// src/widget/mod.rs
// Client-side chat orchestration: optimistic transcript state, at most one
// in-flight request, best-effort persistence.

pub mod client;

use async_trait::async_trait;
use serde::Serialize;
use std::sync::atomic::{AtomicBool, Ordering};
use tokio::sync::Mutex;
use tracing::warn;

use crate::history;
use crate::session::SessionContext;
use crate::store::{MessageStore, Role};

/// One transcript entry as the widget renders it.
#[derive(Debug, Clone, Serialize)]
pub struct WidgetTurn {
    pub role: Role,
    pub content: String,
}

/// Outcome of one proxy round-trip. `Error` is the logical-failure payload
/// the proxy returns with a transport-success status.
#[derive(Debug, Clone)]
pub enum ChatReply {
    Text(String),
    Error(String),
}

/// The widget's view of the chat proxy.
#[async_trait]
pub trait ChatService: Send + Sync {
    async fn respond(&self, message: &str, history: &[WidgetTurn]) -> anyhow::Result<ChatReply>;
}

#[async_trait]
impl<T: ChatService + ?Sized> ChatService for std::sync::Arc<T> {
    async fn respond(&self, message: &str, history: &[WidgetTurn]) -> anyhow::Result<ChatReply> {
        (**self).respond(message, history).await
    }
}

#[derive(Debug, Clone, Copy, PartialEq, Eq)]
pub enum SubmitOutcome {
    /// The exchange ran to completion (including an inline error turn).
    Completed,
    /// Whitespace-only input: no proxy call, no persisted turn.
    EmptyInput,
    /// A submission is already in flight; this one was rejected.
    Busy,
}

/// Drives one embedded chat instance.
///
/// The identity is injected at construction; the widget never reaches into
/// ambient storage itself.
pub struct ChatWidget<S: ChatService> {
    session: SessionContext,
    store: MessageStore,
    service: S,
    transcript: Mutex<Vec<WidgetTurn>>,
    in_flight: AtomicBool,
}

impl<S: ChatService> ChatWidget<S> {
    pub fn new(session: SessionContext, store: MessageStore, service: S) -> Self {
        Self {
            session,
            store,
            service,
            transcript: Mutex::new(Vec::new()),
            in_flight: AtomicBool::new(false),
        }
    }

    pub fn session(&self) -> &SessionContext {
        &self.session
    }

    /// A distinguishable pending indicator is rendered while this is true.
    pub fn is_pending(&self) -> bool {
        self.in_flight.load(Ordering::SeqCst)
    }

    pub async fn transcript(&self) -> Vec<WidgetTurn> {
        self.transcript.lock().await.clone()
    }

    /// Load the visible transcript for this visitor. A fetch failure yields
    /// an empty chat rather than blocking the UI.
    pub async fn open(&self) {
        match history::load_history(
            self.store.pool(),
            &self.session.session_id,
            self.session.user_id.as_deref(),
        )
        .await
        {
            Ok(turns) => {
                let mut transcript = self.transcript.lock().await;
                *transcript = turns
                    .into_iter()
                    .map(|turn| WidgetTurn {
                        role: turn.role,
                        content: turn.content,
                    })
                    .collect();
            }
            Err(e) => {
                warn!(error = %e, "failed to load chat history, starting empty");
            }
        }
    }

    /// Submit one message: optimistic append, fire-and-forget persistence,
    /// one proxy round-trip, inline error rendering.
    pub async fn submit(&self, input: &str) -> SubmitOutcome {
        let message = input.trim();
        if message.is_empty() {
            return SubmitOutcome::EmptyInput;
        }

        // At most one in-flight request per widget instance.
        if self
            .in_flight
            .compare_exchange(false, true, Ordering::SeqCst, Ordering::SeqCst)
            .is_err()
        {
            return SubmitOutcome::Busy;
        }

        // Snapshot history before appending: the proxy receives the prior
        // turns, with the new message carried separately.
        let history = {
            let mut transcript = self.transcript.lock().await;
            let history = transcript.clone();
            transcript.push(WidgetTurn {
                role: Role::User,
                content: message.to_string(),
            });
            history
        };

        // Persist the user leg without holding up the exchange.
        let store = self.store.clone();
        let session = self.session.clone();
        let content = message.to_string();
        tokio::spawn(async move {
            if let Err(e) = store
                .append_turn(
                    &session.session_id,
                    session.user_id.as_deref(),
                    Role::User,
                    &content,
                )
                .await
            {
                warn!(error = %e, "failed to persist user turn");
            }
        });

        let bubble = match self.service.respond(message, &history).await {
            Ok(ChatReply::Text(text)) => {
                if let Err(e) = self
                    .store
                    .append_turn(
                        &self.session.session_id,
                        self.session.user_id.as_deref(),
                        Role::Model,
                        &text,
                    )
                    .await
                {
                    warn!(error = %e, "failed to persist model turn");
                }
                text
            }
            Ok(ChatReply::Error(message)) => format!("Technical error: {}", message),
            Err(e) => format!("Technical error: {}", e),
        };

        self.transcript.lock().await.push(WidgetTurn {
            role: Role::Model,
            content: bubble,
        });

        self.in_flight.store(false, Ordering::SeqCst);
        SubmitOutcome::Completed
    }
}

PROBLEM DETAILS :: The string "instance" marks the lines to copy; report each of them from the data above.

FINISHED TASK ::
/// Drives one embedded chat instance.
        // At most one in-flight request per widget instance.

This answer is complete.